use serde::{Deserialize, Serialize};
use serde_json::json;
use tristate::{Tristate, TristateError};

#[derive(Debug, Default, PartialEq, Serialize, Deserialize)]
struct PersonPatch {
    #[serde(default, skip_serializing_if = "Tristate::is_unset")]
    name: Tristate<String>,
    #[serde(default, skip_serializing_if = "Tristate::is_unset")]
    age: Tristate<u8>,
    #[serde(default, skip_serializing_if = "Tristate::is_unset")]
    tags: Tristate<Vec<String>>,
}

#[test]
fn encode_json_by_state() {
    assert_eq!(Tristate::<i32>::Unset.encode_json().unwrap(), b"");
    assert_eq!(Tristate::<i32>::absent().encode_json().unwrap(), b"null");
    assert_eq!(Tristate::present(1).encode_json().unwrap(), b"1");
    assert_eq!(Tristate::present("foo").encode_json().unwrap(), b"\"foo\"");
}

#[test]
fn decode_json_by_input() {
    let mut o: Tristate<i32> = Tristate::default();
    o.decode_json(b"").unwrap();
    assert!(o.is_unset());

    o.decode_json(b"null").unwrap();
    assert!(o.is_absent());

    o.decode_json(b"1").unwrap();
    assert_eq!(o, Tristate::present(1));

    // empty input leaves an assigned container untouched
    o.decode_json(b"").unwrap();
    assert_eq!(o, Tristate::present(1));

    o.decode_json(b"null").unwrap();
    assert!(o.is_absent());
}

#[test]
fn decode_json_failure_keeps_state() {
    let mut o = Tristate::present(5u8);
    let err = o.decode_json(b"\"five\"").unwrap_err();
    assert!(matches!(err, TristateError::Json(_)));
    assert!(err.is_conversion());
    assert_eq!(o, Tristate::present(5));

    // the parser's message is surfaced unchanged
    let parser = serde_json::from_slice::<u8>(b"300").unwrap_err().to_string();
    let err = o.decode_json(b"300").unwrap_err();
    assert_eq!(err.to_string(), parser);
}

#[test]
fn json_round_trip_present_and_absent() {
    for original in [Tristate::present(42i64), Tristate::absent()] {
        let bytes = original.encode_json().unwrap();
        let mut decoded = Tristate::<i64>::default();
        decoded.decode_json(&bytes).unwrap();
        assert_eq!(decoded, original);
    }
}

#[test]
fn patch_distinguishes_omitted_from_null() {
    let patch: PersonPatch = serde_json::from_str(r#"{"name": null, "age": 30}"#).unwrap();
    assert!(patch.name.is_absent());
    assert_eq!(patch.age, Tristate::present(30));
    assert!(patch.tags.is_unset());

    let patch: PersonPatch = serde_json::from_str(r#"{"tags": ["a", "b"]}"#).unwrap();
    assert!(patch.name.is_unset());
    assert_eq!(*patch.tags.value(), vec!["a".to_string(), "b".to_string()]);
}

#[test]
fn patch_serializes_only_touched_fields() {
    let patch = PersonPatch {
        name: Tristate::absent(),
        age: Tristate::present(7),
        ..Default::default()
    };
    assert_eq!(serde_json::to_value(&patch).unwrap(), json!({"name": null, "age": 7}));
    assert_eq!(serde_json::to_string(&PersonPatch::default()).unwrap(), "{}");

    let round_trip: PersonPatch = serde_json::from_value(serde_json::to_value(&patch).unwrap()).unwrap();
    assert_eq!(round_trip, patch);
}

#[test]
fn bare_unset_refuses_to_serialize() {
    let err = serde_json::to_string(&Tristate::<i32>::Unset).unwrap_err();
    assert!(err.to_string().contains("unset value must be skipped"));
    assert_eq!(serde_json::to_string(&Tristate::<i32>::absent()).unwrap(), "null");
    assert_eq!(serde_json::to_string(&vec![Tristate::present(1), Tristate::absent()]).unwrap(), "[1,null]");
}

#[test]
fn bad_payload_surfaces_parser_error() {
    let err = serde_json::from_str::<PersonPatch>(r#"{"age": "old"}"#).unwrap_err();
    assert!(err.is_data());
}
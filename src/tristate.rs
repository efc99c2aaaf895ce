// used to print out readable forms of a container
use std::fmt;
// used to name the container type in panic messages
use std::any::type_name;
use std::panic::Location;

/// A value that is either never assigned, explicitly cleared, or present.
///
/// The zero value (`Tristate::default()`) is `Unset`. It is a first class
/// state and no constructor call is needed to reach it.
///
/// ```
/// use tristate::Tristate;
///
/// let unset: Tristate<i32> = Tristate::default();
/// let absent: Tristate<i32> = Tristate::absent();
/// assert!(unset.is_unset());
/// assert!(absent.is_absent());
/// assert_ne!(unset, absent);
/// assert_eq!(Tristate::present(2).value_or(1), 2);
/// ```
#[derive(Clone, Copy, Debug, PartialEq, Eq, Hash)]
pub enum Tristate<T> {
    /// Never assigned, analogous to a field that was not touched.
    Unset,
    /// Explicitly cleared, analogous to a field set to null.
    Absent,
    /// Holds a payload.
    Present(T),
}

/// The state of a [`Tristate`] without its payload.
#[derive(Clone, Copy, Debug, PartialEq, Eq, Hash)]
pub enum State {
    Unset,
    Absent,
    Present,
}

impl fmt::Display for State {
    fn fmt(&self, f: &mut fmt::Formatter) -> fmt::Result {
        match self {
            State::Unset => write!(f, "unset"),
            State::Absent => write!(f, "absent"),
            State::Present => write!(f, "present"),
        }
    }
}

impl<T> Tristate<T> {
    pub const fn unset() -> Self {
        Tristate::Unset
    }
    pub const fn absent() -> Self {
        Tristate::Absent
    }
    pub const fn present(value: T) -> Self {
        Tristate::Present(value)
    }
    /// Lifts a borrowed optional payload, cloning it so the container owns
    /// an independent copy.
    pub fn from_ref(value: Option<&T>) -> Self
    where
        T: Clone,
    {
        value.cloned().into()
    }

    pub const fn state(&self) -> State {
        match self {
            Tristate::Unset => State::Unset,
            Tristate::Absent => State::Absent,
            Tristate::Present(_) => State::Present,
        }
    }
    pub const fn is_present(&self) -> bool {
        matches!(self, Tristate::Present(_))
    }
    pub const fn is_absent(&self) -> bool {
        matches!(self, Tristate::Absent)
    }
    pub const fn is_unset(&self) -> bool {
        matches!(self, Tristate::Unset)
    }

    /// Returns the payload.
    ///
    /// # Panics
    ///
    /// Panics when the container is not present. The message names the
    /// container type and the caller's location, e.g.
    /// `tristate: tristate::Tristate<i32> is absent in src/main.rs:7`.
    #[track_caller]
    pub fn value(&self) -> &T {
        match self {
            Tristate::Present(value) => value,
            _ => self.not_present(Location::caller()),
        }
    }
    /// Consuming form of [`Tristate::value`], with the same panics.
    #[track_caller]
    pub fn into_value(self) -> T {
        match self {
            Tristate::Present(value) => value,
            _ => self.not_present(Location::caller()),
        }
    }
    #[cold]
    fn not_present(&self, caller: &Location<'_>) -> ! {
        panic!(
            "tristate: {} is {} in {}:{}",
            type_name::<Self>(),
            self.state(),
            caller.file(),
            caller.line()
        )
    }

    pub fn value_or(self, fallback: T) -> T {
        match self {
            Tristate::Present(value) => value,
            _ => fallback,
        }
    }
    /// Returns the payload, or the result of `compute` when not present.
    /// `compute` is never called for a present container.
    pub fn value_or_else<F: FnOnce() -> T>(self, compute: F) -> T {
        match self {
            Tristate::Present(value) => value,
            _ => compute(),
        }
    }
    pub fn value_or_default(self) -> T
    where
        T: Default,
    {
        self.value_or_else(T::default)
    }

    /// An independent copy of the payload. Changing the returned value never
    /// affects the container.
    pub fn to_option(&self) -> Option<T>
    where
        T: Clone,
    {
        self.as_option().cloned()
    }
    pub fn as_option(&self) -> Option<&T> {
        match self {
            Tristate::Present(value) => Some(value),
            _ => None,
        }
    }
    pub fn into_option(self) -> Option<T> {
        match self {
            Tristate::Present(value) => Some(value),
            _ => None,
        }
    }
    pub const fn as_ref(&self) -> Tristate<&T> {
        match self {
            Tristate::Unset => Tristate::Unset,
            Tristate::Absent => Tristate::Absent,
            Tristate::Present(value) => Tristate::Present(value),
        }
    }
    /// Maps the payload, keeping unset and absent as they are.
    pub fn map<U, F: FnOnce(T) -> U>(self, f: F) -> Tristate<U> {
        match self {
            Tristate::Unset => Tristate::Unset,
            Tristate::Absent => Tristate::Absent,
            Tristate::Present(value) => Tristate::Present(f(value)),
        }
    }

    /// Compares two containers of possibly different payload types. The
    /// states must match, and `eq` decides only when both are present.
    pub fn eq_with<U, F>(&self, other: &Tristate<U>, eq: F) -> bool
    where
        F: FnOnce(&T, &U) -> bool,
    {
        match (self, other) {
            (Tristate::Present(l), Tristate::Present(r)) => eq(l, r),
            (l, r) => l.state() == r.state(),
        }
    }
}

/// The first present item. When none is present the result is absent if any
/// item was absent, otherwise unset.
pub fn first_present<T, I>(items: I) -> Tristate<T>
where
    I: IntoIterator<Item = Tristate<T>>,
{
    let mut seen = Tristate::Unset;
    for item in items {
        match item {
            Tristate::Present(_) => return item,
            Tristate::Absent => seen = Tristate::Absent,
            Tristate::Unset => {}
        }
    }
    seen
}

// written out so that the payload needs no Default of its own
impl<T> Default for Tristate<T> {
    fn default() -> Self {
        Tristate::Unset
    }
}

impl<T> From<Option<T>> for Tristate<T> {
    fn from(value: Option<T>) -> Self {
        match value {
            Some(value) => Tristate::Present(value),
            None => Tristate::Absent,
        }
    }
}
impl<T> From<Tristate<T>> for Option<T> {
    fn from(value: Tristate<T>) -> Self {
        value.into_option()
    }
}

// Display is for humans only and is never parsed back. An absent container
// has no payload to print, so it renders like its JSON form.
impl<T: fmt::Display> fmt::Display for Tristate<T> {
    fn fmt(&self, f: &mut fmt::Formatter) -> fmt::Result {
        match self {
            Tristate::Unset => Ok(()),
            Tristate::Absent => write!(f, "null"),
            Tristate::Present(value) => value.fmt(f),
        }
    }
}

━━━━━━━━━━━━━━━━━━━━

- _Task prompt_
Whenever the string "print" turns up in a line above, copy that line out.

- _Result of this exercise_
// used to print out readable forms of a container
// has no payload to print, so it renders like its JSON form.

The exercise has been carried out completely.